Adv: GenAI sfida la creatività umana. I dati di Taboola mostrano risultati sorprendenti
Netzer (Columbia Business School): l'analisi di oltre 500 milioni di impression rivela che la GenAI e la creatività umana offrono performance quasi uguali
Taboola, leader globale nel performance advertising, ha diffuso i risultati di uno studio su larga scala realizzato con ricercatori di Columbia University, Harvard University, Technical University di Monaco e Carnegie Mellon University. La ricerca, dal titolo AI Ads That Work: How AI Creative Stacks Up Against Humans, ha confrontato le performance di annunci generati dall'intelligenza artificiale generativa (GenAI) con quelli ideati da creativi umani, analizzando più di 500 milioni di impression e 3 milioni di click su Realize, la piattaforma di Taboola.

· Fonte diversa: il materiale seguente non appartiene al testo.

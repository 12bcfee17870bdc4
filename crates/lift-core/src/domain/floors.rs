//! Floors and the valid floor range of a building.

use serde::{Deserialize, Serialize};
use std::fmt;

/// A floor number. Signed so buildings with basement levels can be modelled.
pub type Floor = i32;

/// Inclusive range of floors a request may name.
#[derive(Debug, Clone, Copy, PartialEq, Eq, Serialize, Deserialize)]
pub struct FloorRange {
    pub min: Floor,
    pub max: Floor,
}

impl FloorRange {
    pub const fn new(min: Floor, max: Floor) -> Self {
        Self { min, max }
    }

    pub fn contains(&self, floor: Floor) -> bool {
        (self.min..=self.max).contains(&floor)
    }

    pub fn is_empty(&self) -> bool {
        self.min > self.max
    }
}

impl Default for FloorRange {
    fn default() -> Self {
        Self::new(1, 20)
    }
}

impl fmt::Display for FloorRange {
    fn fmt(&self, f: &mut fmt::Formatter<'_>) -> fmt::Result {
        write!(f, "{}..={}", self.min, self.max)
    }
}
//! Bounded FIFO admission queue of a single unit.
//!
//! - Producers: any caller of `add_request` (never blocks).
//! - Consumer: the unit's own execution loop via `take_next` (waits while empty).
//!
//! The mutex guards only the `VecDeque` and is never held across an `.await`.
//! Wakeups go through `tokio::sync::Notify`; `notify_one` stores a permit when
//! the consumer is not waiting yet, so an admission between the consumer's
//! emptiness check and its `notified().await` is not lost.

use std::collections::VecDeque;
use std::sync::{Arc, Mutex, MutexGuard, PoisonError};

use tokio::sync::Notify;

use crate::domain::{AdmissionRejected, LiftEvent, Request, UnitId};
use crate::ports::{Clock, EventSink};

pub struct AdmissionQueue {
    unit: UnitId,
    capacity: usize,
    requests: Mutex<VecDeque<Request>>,
    notify: Notify,
    events: Arc<dyn EventSink>,
    clock: Arc<dyn Clock>,
}

impl AdmissionQueue {
    pub fn new(
        unit: UnitId,
        capacity: usize,
        events: Arc<dyn EventSink>,
        clock: Arc<dyn Clock>,
    ) -> Self {
        Self {
            unit,
            capacity,
            requests: Mutex::new(VecDeque::with_capacity(capacity)),
            notify: Notify::new(),
            events,
            clock,
        }
    }

    /// Append `request` if there is room, and wake the consumer.
    ///
    /// `RequestAdmitted` is emitted before the lock is released, so it always
    /// precedes the `FloorReached` events of the same request.
    pub fn add_request(&self, request: Request) -> Result<(), AdmissionRejected> {
        {
            let mut requests = self.lock();
            if requests.len() >= self.capacity {
                return Err(AdmissionRejected {
                    unit: self.unit,
                    capacity: self.capacity,
                    request,
                });
            }
            requests.push_back(request);
            self.events.emit(LiftEvent::RequestAdmitted {
                at: self.clock.now(),
                unit: self.unit,
                request,
            });
        }

        self.notify.notify_one();
        Ok(())
    }

    /// Wait for and remove the head request.
    ///
    /// Cancel safe: a request is only removed in the poll that returns it.
    pub async fn take_next(&self) -> Request {
        loop {
            if let Some(request) = self.lock().pop_front() {
                return request;
            }
            self.notify.notified().await;
        }
    }

    pub fn len(&self) -> usize {
        self.lock().len()
    }

    pub fn is_empty(&self) -> bool {
        self.lock().is_empty()
    }

    pub fn capacity(&self) -> usize {
        self.capacity
    }

    fn lock(&self) -> MutexGuard<'_, VecDeque<Request>> {
        // a panicking holder cannot leave the deque half-updated
        self.requests.lock().unwrap_or_else(PoisonError::into_inner)
    }
}
//! Per-unit execution loop.
//!
//! ```text
//! loop:
//!   Idle   -- take_next() returns -->  Moving
//!   Moving -- floor == destination --> Idle
//! ```
//!
//! The unit goes from its current floor straight to the request's
//! destination. The source floor is not visited.

use std::sync::Arc;
use std::time::Duration;

use tokio::sync::watch;

use super::Unit;
use crate::domain::{Direction, LiftEvent, Request, UnitState};
use crate::ports::{Clock, EventSink};

/// Outcome of one trip.
#[derive(Debug, Clone, Copy, PartialEq, Eq)]
enum Trip {
    Completed,
    Interrupted,
}

/// Drain `unit`'s queue until shutdown is signalled (or the sender is dropped).
///
/// Shutdown is observed while idle and between floor steps; an in-flight trip
/// is abandoned, not finished.
pub(crate) async fn run(
    unit: Arc<Unit>,
    floor_travel: Duration,
    events: Arc<dyn EventSink>,
    mut shutdown_rx: watch::Receiver<bool>,
) {
    tracing::debug!(unit = %unit.id(), floor = unit.floor(), "worker started");

    loop {
        if *shutdown_rx.borrow() {
            break;
        }

        let request = tokio::select! {
            changed = shutdown_rx.changed() => {
                if changed.is_err() {
                    break;
                }
                continue;
            }
            request = unit.queue().take_next() => request,
        };

        if travel(&unit, request, floor_travel, events.as_ref(), &mut shutdown_rx).await
            == Trip::Interrupted
        {
            break;
        }
    }

    unit.position().set_state(UnitState::Idle);
    tracing::debug!(unit = %unit.id(), floor = unit.floor(), "worker stopped");
}

async fn travel(
    unit: &Unit,
    request: Request,
    floor_travel: Duration,
    events: &dyn EventSink,
    shutdown_rx: &mut watch::Receiver<bool>,
) -> Trip {
    let position = unit.position();
    let destination = request.destination_floor();

    if let Some(direction) = Direction::between(position.floor(), destination) {
        position.set_state(UnitState::Moving);
        position.set_direction(direction);

        while position.floor() != destination {
            tokio::select! {
                // only `true` is ever sent; any change (or a dropped sender) means stop
                _ = shutdown_rx.changed() => return Trip::Interrupted,
                _ = tokio::time::sleep(floor_travel) => {}
            }

            let floor = position.floor() + direction.step();
            position.set_floor(floor);
            events.emit(LiftEvent::FloorReached {
                at: unit.clock().now(),
                unit: unit.id(),
                floor,
                direction,
            });
        }
    }

    position.set_state(UnitState::Idle);
    events.emit(LiftEvent::TripCompleted {
        at: unit.clock().now(),
        unit: unit.id(),
        request,
        floor: position.floor(),
    });
    Trip::Completed
}

#[cfg(test)]
mod tests {
    use super::*;
    use crate::domain::{Floor, RequestId, UnitId};
    use crate::impls::ChannelEventSink;
    use crate::ports::FixedClock;
    use chrono::{DateTime, TimeZone, Utc};
    use tokio::sync::mpsc;
    use ulid::Ulid;

    const TRAVEL: Duration = Duration::from_millis(100);

    fn request(source: Floor, destination: Floor) -> Request {
        Request::new(RequestId::from_ulid(Ulid::new()), source, destination)
    }

    fn noon() -> DateTime<Utc> {
        Utc.with_ymd_and_hms(2024, 1, 1, 12, 0, 0).unwrap()
    }

    struct Harness {
        unit: Arc<Unit>,
        rx: mpsc::UnboundedReceiver<LiftEvent>,
        shutdown_tx: watch::Sender<bool>,
        join: tokio::task::JoinHandle<()>,
    }

    fn start(initial_floor: Floor, capacity: usize) -> Harness {
        let (sink, rx) = ChannelEventSink::channel();
        let events: Arc<dyn EventSink> = Arc::new(sink);
        let unit = Arc::new(Unit::new(
            UnitId::new(1),
            capacity,
            initial_floor,
            Arc::clone(&events),
            Arc::new(FixedClock::new(noon())),
        ));
        let (shutdown_tx, shutdown_rx) = watch::channel(false);
        let join = tokio::spawn(run(Arc::clone(&unit), TRAVEL, events, shutdown_rx));
        Harness {
            unit,
            rx,
            shutdown_tx,
            join,
        }
    }

    /// Floors reached until the next `TripCompleted`.
    async fn floors_of_next_trip(rx: &mut mpsc::UnboundedReceiver<LiftEvent>) -> Vec<Floor> {
        let mut floors = Vec::new();
        while let Some(event) = rx.recv().await {
            match event {
                LiftEvent::FloorReached { floor, .. } => floors.push(floor),
                LiftEvent::TripCompleted { .. } => return floors,
                LiftEvent::RequestAdmitted { .. } => {}
            }
        }
        panic!("event stream ended before trip completed");
    }

    #[tokio::test(start_paused = true)]
    async fn travels_up_to_destination_ignoring_source() {
        let mut h = start(1, 5);
        h.unit.add_request(request(10, 12)).unwrap();

        let floors = floors_of_next_trip(&mut h.rx).await;

        assert_eq!(floors, (2..=12).collect::<Vec<_>>());
        assert_eq!(h.unit.floor(), 12);
        assert_eq!(h.unit.direction(), Direction::Up);
        assert_eq!(h.unit.state(), UnitState::Idle);
    }

    #[tokio::test(start_paused = true)]
    async fn travels_down_and_sets_direction() {
        let mut h = start(9, 5);
        h.unit.add_request(request(9, 6)).unwrap();

        let floors = floors_of_next_trip(&mut h.rx).await;

        assert_eq!(floors, vec![8, 7, 6]);
        assert_eq!(h.unit.direction(), Direction::Down);
    }

    #[tokio::test(start_paused = true)]
    async fn same_floor_is_an_immediate_trip() {
        let mut h = start(4, 5);
        h.unit.add_request(request(2, 4)).unwrap();

        let floors = floors_of_next_trip(&mut h.rx).await;

        assert!(floors.is_empty());
        assert_eq!(h.unit.floor(), 4);
        // no movement, direction untouched
        assert_eq!(h.unit.direction(), Direction::Up);
    }

    #[tokio::test(start_paused = true)]
    async fn queued_requests_run_in_order_from_previous_destination() {
        let mut h = start(1, 5);
        h.unit.add_request(request(1, 4)).unwrap();
        h.unit.add_request(request(4, 2)).unwrap();

        assert_eq!(floors_of_next_trip(&mut h.rx).await, vec![2, 3, 4]);
        assert_eq!(floors_of_next_trip(&mut h.rx).await, vec![3, 2]);
    }

    #[tokio::test(start_paused = true)]
    async fn each_floor_takes_one_travel_unit() {
        let mut h = start(1, 5);
        let started = tokio::time::Instant::now();
        h.unit.add_request(request(1, 4)).unwrap();

        floors_of_next_trip(&mut h.rx).await;

        let elapsed = started.elapsed();
        assert!(elapsed >= TRAVEL * 3);
        assert!(elapsed < TRAVEL * 4);
    }

    #[tokio::test(start_paused = true)]
    async fn events_are_stamped_by_the_unit_clock() {
        let mut h = start(1, 5);
        h.unit.add_request(request(1, 3)).unwrap();

        let mut stamped = 0;
        while let Some(event) = h.rx.recv().await {
            assert_eq!(event.at(), noon());
            stamped += 1;
            if matches!(event, LiftEvent::TripCompleted { .. }) {
                break;
            }
        }
        // admitted + two floors + completed
        assert_eq!(stamped, 4);
    }

    #[tokio::test(start_paused = true)]
    async fn shutdown_interrupts_trip_in_flight() {
        let mut h = start(1, 5);
        h.unit.add_request(request(1, 20)).unwrap();

        // admitted + two floors
        for _ in 0..3 {
            h.rx.recv().await.unwrap();
        }
        h.shutdown_tx.send(true).unwrap();
        h.join.await.unwrap();

        assert_eq!(h.unit.floor(), 3);
        assert_eq!(h.unit.state(), UnitState::Idle);
    }

    #[tokio::test(start_paused = true)]
    async fn idle_worker_stops_when_sender_dropped() {
        let h = start(1, 5);
        drop(h.shutdown_tx);

        tokio::time::timeout(Duration::from_secs(1), h.join)
            .await
            .unwrap()
            .unwrap();
    }
}
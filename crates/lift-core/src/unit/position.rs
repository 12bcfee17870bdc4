//! Position/direction/state of a unit.
//!
//! Single writer: only the unit's own execution loop stores. Everyone else
//! (dispatcher scan, status queries) loads with `Relaxed` and may observe a
//! value one step behind a unit in motion.

use std::sync::atomic::{AtomicI32, AtomicU8, Ordering};

use crate::domain::{Direction, Floor, UnitState};

#[derive(Debug)]
pub struct UnitPosition {
    floor: AtomicI32,
    direction: AtomicU8,
    state: AtomicU8,
}

impl UnitPosition {
    pub fn new(floor: Floor) -> Self {
        Self {
            floor: AtomicI32::new(floor),
            direction: AtomicU8::new(encode_direction(Direction::Up)),
            state: AtomicU8::new(encode_state(UnitState::Idle)),
        }
    }

    pub fn floor(&self) -> Floor {
        self.floor.load(Ordering::Relaxed)
    }

    pub fn direction(&self) -> Direction {
        decode_direction(self.direction.load(Ordering::Relaxed))
    }

    pub fn state(&self) -> UnitState {
        decode_state(self.state.load(Ordering::Relaxed))
    }

    pub(crate) fn set_floor(&self, floor: Floor) {
        self.floor.store(floor, Ordering::Relaxed);
    }

    pub(crate) fn set_direction(&self, direction: Direction) {
        self.direction
            .store(encode_direction(direction), Ordering::Relaxed);
    }

    pub(crate) fn set_state(&self, state: UnitState) {
        self.state.store(encode_state(state), Ordering::Relaxed);
    }
}

fn encode_direction(direction: Direction) -> u8 {
    match direction {
        Direction::Up => 0,
        Direction::Down => 1,
    }
}

fn decode_direction(raw: u8) -> Direction {
    if raw == 0 { Direction::Up } else { Direction::Down }
}

fn encode_state(state: UnitState) -> u8 {
    match state {
        UnitState::Idle => 0,
        UnitState::Moving => 1,
    }
}

fn decode_state(raw: u8) -> UnitState {
    if raw == 0 { UnitState::Idle } else { UnitState::Moving }
}

#[cfg(test)]
mod tests {
    use super::*;

    #[test]
    fn starts_idle_going_up() {
        let position = UnitPosition::new(1);
        assert_eq!(position.floor(), 1);
        assert_eq!(position.direction(), Direction::Up);
        assert_eq!(position.state(), UnitState::Idle);
    }

    #[test]
    fn stores_are_visible() {
        let position = UnitPosition::new(1);
        position.set_floor(-3);
        position.set_direction(Direction::Down);
        position.set_state(UnitState::Moving);

        assert_eq!(position.floor(), -3);
        assert_eq!(position.direction(), Direction::Down);
        assert_eq!(position.state(), UnitState::Moving);
    }
}
//! Shopify Admin API GraphQL client (HIGH PRIVILEGE).
//!
//! Every operation requires an installed [`types::AdminSession`]; the OAuth
//! handshake that produces one happens outside this app. Calls are single
//! round trips with no batching, no retry, and no caching.

mod client;
mod collections;
pub mod queries;
pub mod types;

pub use client::AdminClient;

use thiserror::Error;

/// Errors that can occur when interacting with the Shopify Admin API.
#[derive(Debug, Error)]
pub enum AdminApiError {
    /// No admin session has been installed on the client.
    #[error("No admin session: complete authentication and install a token")]
    NoSession,

    /// The API rejected the session token.
    #[error("Unauthorized: {0}")]
    Unauthorized(String),

    /// HTTP request failed.
    #[error("HTTP error: {0}")]
    Http(#[from] reqwest::Error),

    /// GraphQL query returned errors.
    #[error("GraphQL errors: {}", format_graphql_errors(.0))]
    GraphQL(Vec<GraphQLError>),

    /// JSON parsing failed.
    #[error("JSON parse error: {0}")]
    Parse(#[from] serde_json::Error),

    /// Delete target does not exist (or was already deleted).
    #[error("Collection not found with ID: {0}")]
    NotFound(String),

    /// Rate limited by Shopify. Surfaced, never retried here.
    #[error("Rate limited, retry after {0} seconds")]
    RateLimited(u64),

    /// User error from a mutation (e.g., duplicate title).
    #[error("User error: {0}")]
    UserError(String),
}

/// A GraphQL error returned by the Admin API.
#[derive(Debug, Clone)]
pub struct GraphQLError {
    pub message: String,
    pub locations: Vec<GraphQLErrorLocation>,
    pub path: Vec<serde_json::Value>,
}

/// Location in a GraphQL document where an error occurred.
#[derive(Debug, Clone)]
pub struct GraphQLErrorLocation {
    pub line: i64,
    pub column: i64,
}

fn format_graphql_errors(errors: &[GraphQLError]) -> String {
    errors
        .iter()
        .map(|e| e.message.clone())
        .collect::<Vec<_>>()
        .join("; ")
}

Gli esiti principali, emersi dopo l'applicazione di controlli statistici rigorosi, sono sintetizzati nei punti seguenti:
- Gli annunci GenAI hanno registrato un CTR medio dello 0,76%, leggermente superiore al 0,65% dei creativi umani, risultando praticamente equivalenti una volta verificati i dati.
- Le creatività AI che non sembrano generate da un algoritmo hanno ottenuto i più alti livelli di engagement, superando sia gli annunci umani sia quelli AI percepiti come artificiali.
- La presenza di un volto grande e ben visibile è risultata decisiva per trasmettere fiducia; gli annunci AI includono più spesso questo elemento rispetto a quelli umani.
- Le immagini prodotte dall'AI hanno mantenuto o aumentato i tassi di click senza penalizzare le conversioni successive, dimostrando che velocità e qualità non devono più essere in concorrenza.
- I settori del food?&?drink e del personal finance sono stati tra i primi a utilizzare significativamente gli annunci generati dall'AI.
"La piattaforma Taboola ci ha fornito una vera e propria miniera d'oro di dati reali, semplicemente impossibili da ottenere in un contesto di laboratorio. Analizzando oltre 500 milioni di impression, siamo riusciti ad andare oltre l'hype della GenAI e a comprenderne l'impatto reale su larga scala", ha dichiarato Oded Netzer, Vice Dean per la Ricerca della Columbia Business School. "I nostri risultati dimostrano che quando l'AI viene utilizzata per valorizzare segnali umani - come la fiducia evocata da un volto - non solo eguaglia le performance umane, ma spesso stabilisce un nuovo livello massimo di engagement".